In its ongoing review of food product health claims, the European Food Safety Authority (EFSA) has adopted 75 new opinions addressing 808 claims. EFSA’s independent scientistsopined that claimed functional-food effects, such as improves the “immune system” or “immune function,” “supports immune defences,” “reduces inflammation,” or “decreases potentially pathogenic gastro-intestinal microorganisms,” were either insufficiently defined or unsupported by scientific data. The authority also turned aside claims that the probiotic bacteria in a specific brand of yogurt maintain immune defenses against the common cold.

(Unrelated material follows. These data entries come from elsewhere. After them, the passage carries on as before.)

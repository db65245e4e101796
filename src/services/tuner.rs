//! Tuning service
//!
//! Applies a tuning plan (power cap plus clock offsets) to a GPU device.

use crate::domain::{ClockDomain, ClockOffset, PowerCapPercent, PowerConstraints, PowerLimit};
use crate::error::{NvmlError, ServiceError};
use crate::nvml::GpuDevice;

/// The three adjustments applied uniformly to every discovered GPU
#[derive(Debug, Clone, Copy, PartialEq)]
pub struct TunePlan {
    /// Power cap as a percentage of the default limit
    pub power_cap: PowerCapPercent,
    /// Graphics clock offset
    pub graphics_offset: ClockOffset,
    /// Memory clock offset
    pub memory_offset: ClockOffset,
}

impl TunePlan {
    /// Create a new tuning plan
    pub fn new(
        power_cap: PowerCapPercent,
        graphics_offset: ClockOffset,
        memory_offset: ClockOffset,
    ) -> Self {
        Self {
            power_cap,
            graphics_offset,
            memory_offset,
        }
    }

    /// The offset the plan carries for a given clock domain
    pub fn offset_for(&self, domain: ClockDomain) -> ClockOffset {
        match domain {
            ClockDomain::Graphics => self.graphics_offset,
            ClockDomain::Memory => self.memory_offset,
        }
    }
}

/// Result of a power cap attempt
///
/// Unsupported and out-of-range requests are skips, not failures: the
/// remaining operations on the device still proceed.
#[derive(Debug, Clone, Copy, PartialEq)]
pub enum PowerCapOutcome {
    /// The limit was submitted (or validated, in dry-run mode)
    Applied(PowerLimit),
    /// The GPU does not expose a manageable power budget
    SkippedUnsupported,
    /// The resolved limit fell outside the GPU's reported range
    SkippedOutOfRange {
        requested: PowerLimit,
        constraints: PowerConstraints,
    },
}

/// Service for applying a tuning plan to GPU devices
pub struct TuningService {
    plan: TunePlan,
    dry_run: bool,
}

impl TuningService {
    /// Create a new tuning service
    pub fn new(plan: TunePlan, dry_run: bool) -> Self {
        Self { plan, dry_run }
    }

    /// Get the configured plan
    pub fn plan(&self) -> &TunePlan {
        &self.plan
    }

    /// Check if in dry-run mode
    pub fn is_dry_run(&self) -> bool {
        self.dry_run
    }

    /// Apply the power cap to a device
    ///
    /// Queries the device's constraints, resolves the percentage against the
    /// default limit and validates the result before submitting. A GPU that
    /// does not support power management, or a request outside its range,
    /// yields a skip outcome rather than an error.
    pub fn apply_power_cap<D: GpuDevice>(
        &self,
        device: &mut D,
    ) -> Result<PowerCapOutcome, ServiceError> {
        let constraints = match device.power_constraints() {
            Ok(c) => c,
            Err(NvmlError::NotSupported(msg)) => {
                log::warn!("Power capping unsupported on GPU {}: {}", device.index(), msg);
                return Ok(PowerCapOutcome::SkippedUnsupported);
            }
            Err(e) => return Err(e.into()),
        };

        let requested = self.plan.power_cap.resolve(&constraints);
        if requested.validate(&constraints).is_err() {
            log::warn!(
                "Power cap {} resolves to {} outside {} on GPU {}",
                self.plan.power_cap,
                requested,
                constraints,
                device.index()
            );
            return Ok(PowerCapOutcome::SkippedOutOfRange {
                requested,
                constraints,
            });
        }

        if self.dry_run {
            log::info!("DRY RUN: Would set power limit to {}", requested);
            return Ok(PowerCapOutcome::Applied(requested));
        }

        device.set_power_limit(requested)?;
        log::debug!("Applied power limit {} on GPU {}", requested, device.index());

        Ok(PowerCapOutcome::Applied(requested))
    }

    /// Apply the planned offset for one clock domain to a device
    pub fn apply_clock_offset<D: GpuDevice>(
        &self,
        device: &mut D,
        domain: ClockDomain,
    ) -> Result<ClockOffset, ServiceError> {
        let offset = self.plan.offset_for(domain);

        if self.dry_run {
            log::info!("DRY RUN: Would set {} clock offset to {}", domain, offset);
            return Ok(offset);
        }

        device.set_clock_offset(domain, offset)?;
        log::debug!(
            "Applied {} clock offset {} on GPU {}",
            domain,
            offset,
            device.index()
        );

        Ok(offset)
    }
}
//! nvtune - NVML-based GPU tuning library
//!
//! This library provides the core functionality for applying a power cap
//! and clock offsets to NVIDIA GPUs via the NVML library.
//!
//! # Modules
//!
//! - [`cli`]: Command-line interface definitions
//! - [`commands`]: Command handlers
//! - [`domain`]: Domain models with validation
//! - [`error`]: Error types
//! - [`nvml`]: NVML abstraction layer
//! - [`services`]: Business logic services

pub mod cli;
pub mod commands;
pub mod domain;
pub mod error;
pub mod nvml;
pub mod services;

#[cfg(any(test, feature = "mock"))]
pub mod mock;

pub use error::{AppError, Result};
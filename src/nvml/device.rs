//! NVML device implementation
//!
//! Real implementation of GpuDevice trait using nvml-wrapper.

use crate::domain::{ClockDomain, ClockOffset, GpuInfo, PowerConstraints, PowerLimit};
use crate::error::NvmlError;
use crate::nvml::traits::GpuDevice;

use nvml_wrapper::Device;

/// NVML device wrapper implementing GpuDevice trait
pub struct NvmlDevice<'a> {
    device: Device<'a>,
    index: u32,
}

impl<'a> NvmlDevice<'a> {
    /// Create a new NVML device wrapper
    pub fn new(device: Device<'a>, index: u32) -> Self {
        Self { device, index }
    }

    /// Convert NVML error to our error type
    fn convert_error(err: nvml_wrapper::error::NvmlError) -> NvmlError {
        use nvml_wrapper::error::NvmlError as NE;
        match err {
            NE::NotSupported => {
                NvmlError::NotSupported("Operation not supported by this GPU".to_string())
            }
            NE::NoPermission => {
                NvmlError::InsufficientPermissions("Insufficient permissions".to_string())
            }
            NE::NotFound => NvmlError::DeviceNotFound(0),
            NE::GpuLost => NvmlError::GpuLost,
            NE::InvalidArg => NvmlError::InvalidArgument("Invalid argument".to_string()),
            _ => NvmlError::Unknown(err.to_string()),
        }
    }
}

impl GpuDevice for NvmlDevice<'_> {
    fn info(&self) -> Result<GpuInfo, NvmlError> {
        let name = self.name()?;
        let uuid = self.device.uuid().map_err(Self::convert_error)?;

        let mut info = GpuInfo::new(self.index, name, uuid);

        // Try to get optional info
        if let Ok(pci) = self.device.pci_info() {
            info = info.with_pci_bus_id(pci.bus_id);
        }

        Ok(info)
    }

    fn name(&self) -> Result<String, NvmlError> {
        self.device.name().map_err(Self::convert_error)
    }

    fn index(&self) -> u32 {
        self.index
    }

    fn power_limit(&self) -> Result<PowerLimit, NvmlError> {
        let limit_mw = self
            .device
            .power_management_limit()
            .map_err(Self::convert_error)?;
        Ok(PowerLimit::from_milliwatts(limit_mw))
    }

    fn power_constraints(&self) -> Result<PowerConstraints, NvmlError> {
        let constraints = self
            .device
            .power_management_limit_constraints()
            .map_err(Self::convert_error)?;

        let default = self
            .device
            .power_management_limit_default()
            .map_err(Self::convert_error)?;

        Ok(PowerConstraints::new(
            PowerLimit::from_milliwatts(constraints.min_limit),
            PowerLimit::from_milliwatts(constraints.max_limit),
            PowerLimit::from_milliwatts(default),
        ))
    }

    fn set_power_limit(&mut self, limit: PowerLimit) -> Result<(), NvmlError> {
        self.device
            .set_power_management_limit(limit.as_milliwatts())
            .map_err(Self::convert_error)
    }

    fn clock_offset(&self, domain: ClockDomain) -> Result<ClockOffset, NvmlError> {
        // SAFETY: handle() is safe to call within the lifetime of the Device
        let handle = unsafe { self.device.handle() };
        let mhz = get_clk_vf_offset_raw(handle, domain)?;
        Ok(ClockOffset::from_khz(mhz * 1000))
    }

    fn set_clock_offset(
        &mut self,
        domain: ClockDomain,
        offset: ClockOffset,
    ) -> Result<(), NvmlError> {
        // SAFETY: handle() is safe to call within the lifetime of the Device
        let handle = unsafe { self.device.handle() };
        set_clk_vf_offset_raw(handle, domain, offset.as_mhz())
    }
}

/// Get the VF clock offset for a domain using raw FFI
///
/// The VF offset entry points are not exposed by nvml-wrapper's high-level
/// API, so the symbol is loaded directly from the driver library.
fn get_clk_vf_offset_raw(
    handle: nvml_wrapper_sys::bindings::nvmlDevice_t,
    domain: ClockDomain,
) -> Result<i32, NvmlError> {
    use libloading::{Library, Symbol};
    use nvml_wrapper_sys::bindings::nvmlReturn_enum_NVML_SUCCESS;
    use std::os::raw::{c_int, c_uint};

    type GetVfOffsetFn =
        unsafe extern "C" fn(nvml_wrapper_sys::bindings::nvmlDevice_t, *mut c_int) -> c_uint;

    let lib = unsafe { Library::new("libnvidia-ml.so.1") }
        .or_else(|_| unsafe { Library::new("libnvidia-ml.so") })
        .map_err(|_e| NvmlError::LibraryNotFound)?;

    let symbol: &[u8] = match domain {
        ClockDomain::Graphics => b"nvmlDeviceGetGpcClkVfOffset\0",
        ClockDomain::Memory => b"nvmlDeviceGetMemClkVfOffset\0",
    };

    let func: Symbol<GetVfOffsetFn> = unsafe { lib.get(symbol) }
        .map_err(|e| NvmlError::NotSupported(format!("Function not available: {}", e)))?;

    let mut offset: c_int = 0;
    let result = unsafe { func(handle, &mut offset) };

    if result == nvmlReturn_enum_NVML_SUCCESS {
        Ok(offset)
    } else if result == 3 {
        // NVML_ERROR_NOT_SUPPORTED
        Err(NvmlError::NotSupported(format!(
            "{} clock offset not supported on this GPU",
            domain
        )))
    } else {
        Err(NvmlError::Unknown(format!("NVML error code: {}", result)))
    }
}

/// Set the VF clock offset for a domain using raw FFI
///
/// Offset is in whole MHz, negative values underclock.
fn set_clk_vf_offset_raw(
    handle: nvml_wrapper_sys::bindings::nvmlDevice_t,
    domain: ClockDomain,
    offset_mhz: i32,
) -> Result<(), NvmlError> {
    use libloading::{Library, Symbol};
    use nvml_wrapper_sys::bindings::nvmlReturn_enum_NVML_SUCCESS;
    use std::os::raw::{c_int, c_uint};

    type SetVfOffsetFn =
        unsafe extern "C" fn(nvml_wrapper_sys::bindings::nvmlDevice_t, c_int) -> c_uint;

    let lib = unsafe { Library::new("libnvidia-ml.so.1") }
        .or_else(|_| unsafe { Library::new("libnvidia-ml.so") })
        .map_err(|_e| NvmlError::LibraryNotFound)?;

    let symbol: &[u8] = match domain {
        ClockDomain::Graphics => b"nvmlDeviceSetGpcClkVfOffset\0",
        ClockDomain::Memory => b"nvmlDeviceSetMemClkVfOffset\0",
    };

    let func: Symbol<SetVfOffsetFn> = unsafe { lib.get(symbol) }
        .map_err(|e| NvmlError::NotSupported(format!("Function not available: {}", e)))?;

    let result = unsafe { func(handle, offset_mhz as c_int) };

    match result {
        x if x == nvmlReturn_enum_NVML_SUCCESS => Ok(()),
        3 => Err(NvmlError::NotSupported(format!(
            "{} clock offset not supported on this GPU",
            domain
        ))),
        4 => Err(NvmlError::InsufficientPermissions(
            "Root privileges required to set clock offsets".to_string(),
        )),
        code => Err(NvmlError::Unknown(format!("NVML error code: {}", code))),
    }
}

According to a news source, the scientific studies that yogurt-maker Yakult submitted to justify such claims were inadequate. Some suggest that this week’s rulings by EFSA have seriously compromised industry efforts to promote functional foods, in which companies have made significant investment. Industry is reportedly challenging the determinations, complaining that the authority is applying excessively rigorous standards, and has asked for meetings to discuss the criteria used.
According to EFSA, “many” general function claims in this series were subject to unfavorable opinions “due to the poor quality of the information provided to EFSA.” Information gaps the authority identified include (i) “inability to identify the specific substance on which the claim is based (e.g. claims on ‘dietary fibre’ without specifying the particular fibre)”; (ii) “lack of evidence that the claimed effect is indeed beneficial to the maintenance or improvement of body functions (e.g. claims on renal ‘water elimination’)”; (iii) “lack of precision regarding the health claim being made (e.g. claims referring to terms such as ‘energy’ and ‘vitality’)”; (iv) “or lack of human studies with reliable measures of the claimed health benefit.”
Overall, the opinions were favorable only where sufficient scientific evidence supported the claims and generally “related mainly to vitamins and minerals but also included claims on specific dietary fibres related to blood glucose control, bowel function or weight management; fatty acid claims related to brain function, vision or heart health; or claims related to live yoghurt cultures and lactose digestion.”
The opinions have been forwarded to the European Commission (EC) and EU member states which are responsible for authorizing product claims. EFSA plans to finalize all “general function” health claims, other than for botanicals, by the end of June 2011. This is EFSA’s third series of opinions; to date, the authority has assessed 1,745 claims from a list of more than 4,500 submitted by the EC and member states. See The Guardian, October 19, 2010.